Step 4: Provide a Relevant Name

Give the account an appropriate name, for example, a loan for a car.

2. Determine the loan balance

How to determine the loan balance, set the Opening Balance to $0, categorize the bank deposit in your liability account, and record any remaining balance. Use a journal entry to adjust if needed.

If the loan money was deposited to your bank:

  • First, leave the Opening Balance at US $ 0 and choose the Save option.
  • Now, set up the beginning balance by categorizing the bank deposit in your liability account.

A prior loan that has been added to QuickBooks Online and was half-paid should be added to the current payoff balance.

Step 1: Select a Date

First, from the Opening Balance menu, select the Date you wish to begin tracking your finances. 

Step 2: Enter the Balance

Now, for that Date, enter the account balance. Then, select Save.

Note: The starting balance will be posted to Opening Balance Equity. This will balance out the transactions in the Charts of Accounts.

If you add up a balance in the liability account during step 2, and your bank feeds display the deposited loan amount, then you’re required to create a second journal entry when you record the deposit.

Note: The opening balance entry in the liability account created the first journal entry in the account’s register.

Follow the steps to learn how to create a journal entry:

Step 1: Navigate to Journal Entry

First, select the + New option, then choose Journal entry.

Step 2: Remove or Reduce Opening Balance

Now, choose the liability account from the Account field. Then, enter the opening balance amount in the Debit column to remove or reduce the opening balance.

Step 3: Choose the Opening Balance Equity Account

Choose the Opening Balance Equity account. Then, enter the exact balance from line 1 into the Credit column to balance out the transaction in the Chart of Accounts.

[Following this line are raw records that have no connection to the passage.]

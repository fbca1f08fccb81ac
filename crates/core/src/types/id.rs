//! Newtype IDs for type-safe entity references.
//!
//! Use the `define_id!` macro to create type-safe ID wrappers that prevent
//! accidentally mixing IDs from different entity types. Catalog identifiers
//! are human-assigned SKU strings (e.g. `TS-201`), so the wrappers are
//! string-backed.

use serde::{Deserialize, Serialize};
use uuid::Uuid;

/// Macro to define a type-safe string ID wrapper.
///
/// Creates a newtype wrapper around `String` with:
/// - `Serialize`/`Deserialize` with `#[serde(transparent)]`
/// - `Debug`, `Clone`, `PartialEq`, `Eq`, `Hash`, `PartialOrd`, `Ord`
/// - Conversion methods: `new()`, `as_str()`, `into_inner()`
/// - `From<&str>` and `From<String>` implementations
///
/// # Example
///
/// ```rust
/// # use plainwear_core::define_id;
/// define_id!(SkuId);
/// define_id!(BatchId);
///
/// let sku = SkuId::new("TS-201");
/// let batch = BatchId::new("B-1");
///
/// // These are different types, so this won't compile:
/// // let _: SkuId = batch;
/// ```
#[macro_export]
macro_rules! define_id {
    ($name:ident) => {
        #[derive(
            Debug,
            Clone,
            PartialEq,
            Eq,
            Hash,
            PartialOrd,
            Ord,
            ::serde::Serialize,
            ::serde::Deserialize
        )]
        #[serde(transparent)]
        pub struct $name(String);

        impl $name {
            /// Create a new ID from a string value.
            #[must_use]
            pub fn new(id: impl Into<String>) -> Self {
                Self(id.into())
            }

            /// Get the underlying string value.
            #[must_use]
            pub fn as_str(&self) -> &str {
                &self.0
            }

            /// Consume the ID and return its inner string.
            #[must_use]
            pub fn into_inner(self) -> String {
                self.0
            }
        }

        impl ::core::fmt::Display for $name {
            fn fmt(&self, f: &mut ::core::fmt::Formatter<'_>) -> ::core::fmt::Result {
                write!(f, "{}", self.0)
            }
        }

        impl From<&str> for $name {
            fn from(id: &str) -> Self {
                Self(id.to_owned())
            }
        }

        impl From<String> for $name {
            fn from(id: String) -> Self {
                Self(id)
            }
        }

        impl AsRef<str> for $name {
            fn as_ref(&self) -> &str {
                &self.0
            }
        }
    };
}

// Define standard entity IDs
define_id!(ProductId);

/// Identifier assigned to a placed order when settlement approves it.
///
/// Generated rather than user-supplied, so it wraps a UUID instead of a
/// catalog SKU string.
#[derive(Debug, Clone, Copy, PartialEq, Eq, Hash, Serialize, Deserialize)]
#[serde(transparent)]
pub struct OrderId(Uuid);

impl OrderId {
    /// Generate a fresh random order ID.
    #[must_use]
    pub fn generate() -> Self {
        Self(Uuid::new_v4())
    }

    /// Get the underlying UUID.
    #[must_use]
    pub const fn as_uuid(&self) -> Uuid {
        self.0
    }
}

impl std::fmt::Display for OrderId {
    fn fmt(&self, f: &mut std::fmt::Formatter<'_>) -> std::fmt::Result {
        write!(f, "{}", self.0)
    }
}

#[cfg(test)]
#[allow(clippy::unwrap_used)]
mod tests {
    use super::*;

    #[test]
    fn test_product_id_round_trip() {
        let id = ProductId::new("TS-201");
        assert_eq!(id.as_str(), "TS-201");
        assert_eq!(id.to_string(), "TS-201");
        assert_eq!(ProductId::from("TS-201"), id);
    }

    #[test]
    fn test_product_id_serde_transparent() {
        let id = ProductId::new("HC-101");
        let json = serde_json::to_string(&id).unwrap();
        assert_eq!(json, "\"HC-101\"");

        let parsed: ProductId = serde_json::from_str(&json).unwrap();
        assert_eq!(parsed, id);
    }

    #[test]
    fn test_order_ids_are_unique() {
        assert_ne!(OrderId::generate(), OrderId::generate());
    }
}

Note: Verify the amounts. The amount should be the same as in the Credit column on one line and the Debit column on the other. This will justify as the accounts are balanced.

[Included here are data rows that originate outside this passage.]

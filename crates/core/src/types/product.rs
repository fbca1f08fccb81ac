//! Catalog product record.

use serde::{Deserialize, Serialize};

use crate::types::{Category, Price, ProductId, Rating};

/// A purchasable catalog entry.
///
/// Products are created once at process start from static configuration
/// and never mutated during a session.
#[derive(Debug, Clone, PartialEq, Serialize, Deserialize)]
pub struct Product {
    /// Unique catalog identifier (SKU).
    pub id: ProductId,
    /// Display name.
    pub name: String,
    /// Unit price.
    pub price: Price,
    /// Image URL for the rendering layer.
    pub image: String,
    /// Garment category.
    pub category: Category,
    /// Average review score.
    pub rating: Rating,
    /// Number of reviews behind the score.
    pub reviews: u32,
}

#[cfg(test)]
#[allow(clippy::unwrap_used)]
mod tests {
    use super::*;

    #[test]
    fn test_serde_round_trip() {
        let product = Product {
            id: ProductId::new("TS-201"),
            name: "TS-201".to_owned(),
            price: Price::from_dollars(45),
            image: "https://example.com/shirt.png".to_owned(),
            category: Category::Shirt,
            rating: Rating::from_tenths(45).unwrap(),
            reviews: 12,
        };

        let json = serde_json::to_string(&product).unwrap();
        let parsed: Product = serde_json::from_str(&json).unwrap();
        assert_eq!(parsed, product);
    }
}
//! Bounded viewing history.

use plainwear_core::{Product, ProductId};

/// Recency-ordered log of inspected products, most recent first.
///
/// Only first-time views are recorded: re-viewing a product that is
/// already in the log neither reorders nor duplicates it. The log is
/// capped at [`ViewingHistory::CAPACITY`] entries.
#[derive(Debug, Clone, Default)]
pub struct ViewingHistory {
    ids: Vec<ProductId>,
}

impl ViewingHistory {
    /// Maximum number of remembered products.
    pub const CAPACITY: usize = 4;

    /// Create an empty history.
    #[must_use]
    pub fn new() -> Self {
        Self::default()
    }

    /// Record a product view.
    ///
    /// Prepends the product's ID if it is not already present and drops
    /// the oldest entry beyond the cap. A view of an already-recorded
    /// product is ignored.
    pub fn record(&mut self, product: &Product) {
        if self.ids.contains(&product.id) {
            return;
        }
        tracing::debug!(product_id = %product.id, "Recorded product view");
        self.ids.insert(0, product.id.clone());
        self.ids.truncate(Self::CAPACITY);
    }

    /// Viewed product IDs, most recent first.
    #[must_use]
    pub fn items(&self) -> &[ProductId] {
        &self.ids
    }

    /// Number of recorded views.
    #[must_use]
    pub fn len(&self) -> usize {
        self.ids.len()
    }

    /// True if nothing has been viewed yet.
    #[must_use]
    pub fn is_empty(&self) -> bool {
        self.ids.is_empty()
    }
}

Step 4: Enter Relevant Information

Enter the required information in the memo section so you are aware of why you made the journal entry. Then, choose the Save and Close button.

3. Record a loan repayment

When you’re all set to pay back the loan, then follow the instructions to record each repayment. To record a loan repayment, select +New, choose Check, enter the check number or EFT details, input payment and interest amounts, add any fees, and save the transaction.

Follow the step-by-step information given below:

Step 1: Navigate to Check

First, choose the +New option, then select the Check.

Step 2: Enter the Check Number

If you plan to send an actual check, add a check number. If you utilize direct withdrawal or an EFT, enter the Debit or EFT into the Check no. menu.

Then, enter the following information in the Category description menu of the Check:

Step 1: Enter the Payment Amount

From the first line, choose the liability account for the loan from the Category dropdown menu. Then, enter the amount of payment.

Step 2: Enter the Interest Amount

On the second line, choose the expense account for the interest from the Category dropdown menu. Then, enter the amount of the interest.

Step 3: Add any Additional Fees

On the additional lines, add any additional fees. Choose the relevant accounts from the Category drop-down menu.

Step 4: Save the Changes

When you’re satisfied with the changes, choose the Save and Close button.

This implies that the loan payable should be recorded at certain intervals so that all company accounts are balanced at the end of a fiscal year.